Stored data:
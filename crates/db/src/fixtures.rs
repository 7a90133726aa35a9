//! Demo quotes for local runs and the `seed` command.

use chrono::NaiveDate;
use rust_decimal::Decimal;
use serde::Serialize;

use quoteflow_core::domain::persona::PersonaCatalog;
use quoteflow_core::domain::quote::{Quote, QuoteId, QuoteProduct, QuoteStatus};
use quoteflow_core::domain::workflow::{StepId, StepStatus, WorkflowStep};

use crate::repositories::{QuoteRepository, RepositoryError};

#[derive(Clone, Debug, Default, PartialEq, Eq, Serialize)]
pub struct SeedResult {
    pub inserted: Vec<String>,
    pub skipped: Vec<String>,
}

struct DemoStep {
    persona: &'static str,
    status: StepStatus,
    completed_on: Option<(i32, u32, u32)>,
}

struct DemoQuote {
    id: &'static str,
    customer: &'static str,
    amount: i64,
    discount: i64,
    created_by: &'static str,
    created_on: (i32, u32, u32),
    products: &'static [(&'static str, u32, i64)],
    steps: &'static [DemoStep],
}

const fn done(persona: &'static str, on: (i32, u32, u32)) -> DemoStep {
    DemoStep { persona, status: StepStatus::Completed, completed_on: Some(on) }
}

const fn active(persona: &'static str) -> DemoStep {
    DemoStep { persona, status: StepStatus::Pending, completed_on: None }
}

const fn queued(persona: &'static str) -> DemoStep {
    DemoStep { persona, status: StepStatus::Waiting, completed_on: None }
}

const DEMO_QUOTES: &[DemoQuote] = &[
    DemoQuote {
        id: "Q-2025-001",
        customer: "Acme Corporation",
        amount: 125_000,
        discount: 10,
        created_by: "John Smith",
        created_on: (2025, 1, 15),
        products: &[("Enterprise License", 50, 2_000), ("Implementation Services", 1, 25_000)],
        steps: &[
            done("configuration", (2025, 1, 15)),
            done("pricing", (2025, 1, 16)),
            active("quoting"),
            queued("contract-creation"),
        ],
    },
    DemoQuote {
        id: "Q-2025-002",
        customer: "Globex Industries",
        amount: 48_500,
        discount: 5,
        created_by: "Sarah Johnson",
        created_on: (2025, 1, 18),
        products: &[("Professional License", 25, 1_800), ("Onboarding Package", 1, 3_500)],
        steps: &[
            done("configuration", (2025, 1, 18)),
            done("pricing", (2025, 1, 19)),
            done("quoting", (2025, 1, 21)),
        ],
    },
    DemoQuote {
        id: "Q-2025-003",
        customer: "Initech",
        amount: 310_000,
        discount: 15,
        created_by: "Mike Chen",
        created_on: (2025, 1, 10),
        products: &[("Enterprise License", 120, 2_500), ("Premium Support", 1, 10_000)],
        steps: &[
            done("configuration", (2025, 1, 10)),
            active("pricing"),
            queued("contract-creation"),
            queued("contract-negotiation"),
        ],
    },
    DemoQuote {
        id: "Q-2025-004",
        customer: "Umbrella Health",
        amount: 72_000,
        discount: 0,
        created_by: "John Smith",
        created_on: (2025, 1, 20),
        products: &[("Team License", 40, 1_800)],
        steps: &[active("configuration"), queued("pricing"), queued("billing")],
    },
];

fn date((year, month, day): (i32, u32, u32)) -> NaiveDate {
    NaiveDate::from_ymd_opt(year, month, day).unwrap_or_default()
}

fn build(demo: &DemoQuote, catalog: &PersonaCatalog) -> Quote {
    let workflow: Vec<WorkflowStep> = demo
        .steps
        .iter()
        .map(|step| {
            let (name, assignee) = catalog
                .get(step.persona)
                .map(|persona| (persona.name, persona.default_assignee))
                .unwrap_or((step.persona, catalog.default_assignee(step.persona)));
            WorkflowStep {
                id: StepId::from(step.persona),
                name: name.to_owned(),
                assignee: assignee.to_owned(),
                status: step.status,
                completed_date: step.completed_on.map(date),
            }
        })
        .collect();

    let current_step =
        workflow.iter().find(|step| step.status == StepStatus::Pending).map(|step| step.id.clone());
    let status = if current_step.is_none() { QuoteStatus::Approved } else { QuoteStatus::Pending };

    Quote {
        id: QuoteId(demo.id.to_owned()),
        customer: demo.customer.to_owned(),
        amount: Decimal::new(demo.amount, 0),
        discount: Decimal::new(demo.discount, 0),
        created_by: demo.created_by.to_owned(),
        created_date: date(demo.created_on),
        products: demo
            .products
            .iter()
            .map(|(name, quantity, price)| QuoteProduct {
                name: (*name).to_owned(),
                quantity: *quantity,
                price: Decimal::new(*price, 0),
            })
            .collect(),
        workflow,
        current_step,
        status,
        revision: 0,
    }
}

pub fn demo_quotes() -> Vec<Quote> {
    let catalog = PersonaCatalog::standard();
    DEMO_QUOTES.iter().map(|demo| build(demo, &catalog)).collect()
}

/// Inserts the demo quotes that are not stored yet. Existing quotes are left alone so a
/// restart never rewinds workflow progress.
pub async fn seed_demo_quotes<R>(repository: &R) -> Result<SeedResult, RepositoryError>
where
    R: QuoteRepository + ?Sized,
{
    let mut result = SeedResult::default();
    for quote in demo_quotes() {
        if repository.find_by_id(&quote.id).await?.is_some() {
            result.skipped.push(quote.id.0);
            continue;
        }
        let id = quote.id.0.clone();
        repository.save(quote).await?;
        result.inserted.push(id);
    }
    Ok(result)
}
...
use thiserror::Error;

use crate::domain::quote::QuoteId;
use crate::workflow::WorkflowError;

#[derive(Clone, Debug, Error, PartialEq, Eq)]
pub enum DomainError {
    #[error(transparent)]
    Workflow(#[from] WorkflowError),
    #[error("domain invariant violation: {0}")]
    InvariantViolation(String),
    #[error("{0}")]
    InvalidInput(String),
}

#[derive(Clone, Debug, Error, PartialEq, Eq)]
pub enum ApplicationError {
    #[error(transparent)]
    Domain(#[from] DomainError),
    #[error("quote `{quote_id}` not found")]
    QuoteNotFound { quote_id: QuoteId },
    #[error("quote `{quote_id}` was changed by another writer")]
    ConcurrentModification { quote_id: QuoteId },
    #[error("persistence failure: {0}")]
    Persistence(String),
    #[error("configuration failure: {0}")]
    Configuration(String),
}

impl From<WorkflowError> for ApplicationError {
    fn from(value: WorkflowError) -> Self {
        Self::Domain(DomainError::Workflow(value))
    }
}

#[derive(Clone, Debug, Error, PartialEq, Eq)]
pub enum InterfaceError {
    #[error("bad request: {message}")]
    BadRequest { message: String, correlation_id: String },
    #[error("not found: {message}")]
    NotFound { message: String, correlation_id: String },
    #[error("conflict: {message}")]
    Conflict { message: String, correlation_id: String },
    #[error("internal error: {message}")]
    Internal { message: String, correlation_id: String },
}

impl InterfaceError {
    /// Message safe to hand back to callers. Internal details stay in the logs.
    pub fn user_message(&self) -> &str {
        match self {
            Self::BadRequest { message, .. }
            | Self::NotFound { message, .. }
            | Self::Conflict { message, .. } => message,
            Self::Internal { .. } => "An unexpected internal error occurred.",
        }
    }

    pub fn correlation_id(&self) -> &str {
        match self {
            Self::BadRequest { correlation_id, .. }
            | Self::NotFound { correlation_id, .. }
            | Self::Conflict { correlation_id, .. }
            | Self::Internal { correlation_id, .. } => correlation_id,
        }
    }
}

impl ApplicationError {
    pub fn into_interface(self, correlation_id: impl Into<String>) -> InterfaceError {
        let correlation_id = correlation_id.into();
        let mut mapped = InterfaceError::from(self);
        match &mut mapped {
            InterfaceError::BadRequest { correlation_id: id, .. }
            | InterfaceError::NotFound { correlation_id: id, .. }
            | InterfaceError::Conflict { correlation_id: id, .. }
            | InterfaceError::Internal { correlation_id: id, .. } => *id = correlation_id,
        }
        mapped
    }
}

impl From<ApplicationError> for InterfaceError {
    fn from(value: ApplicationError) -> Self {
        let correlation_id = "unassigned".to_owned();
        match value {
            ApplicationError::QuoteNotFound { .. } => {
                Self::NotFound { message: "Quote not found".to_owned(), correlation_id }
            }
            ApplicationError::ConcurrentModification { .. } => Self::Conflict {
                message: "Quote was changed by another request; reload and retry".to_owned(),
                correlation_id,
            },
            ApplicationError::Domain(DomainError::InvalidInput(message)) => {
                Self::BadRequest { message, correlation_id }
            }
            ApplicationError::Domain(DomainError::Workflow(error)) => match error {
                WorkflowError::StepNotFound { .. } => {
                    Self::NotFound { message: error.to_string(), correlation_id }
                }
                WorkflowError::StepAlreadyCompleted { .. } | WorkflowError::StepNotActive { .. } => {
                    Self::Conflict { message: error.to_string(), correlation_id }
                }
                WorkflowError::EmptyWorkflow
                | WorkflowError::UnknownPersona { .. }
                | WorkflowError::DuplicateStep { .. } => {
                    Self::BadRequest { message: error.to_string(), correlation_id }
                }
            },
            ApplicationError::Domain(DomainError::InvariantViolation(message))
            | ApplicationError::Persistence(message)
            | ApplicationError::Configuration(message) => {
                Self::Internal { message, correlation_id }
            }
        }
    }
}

TASK DIRECTIONS: Using the records above, report how many lines include "const", with no words around the number.

EXPECTED ANSWER: 4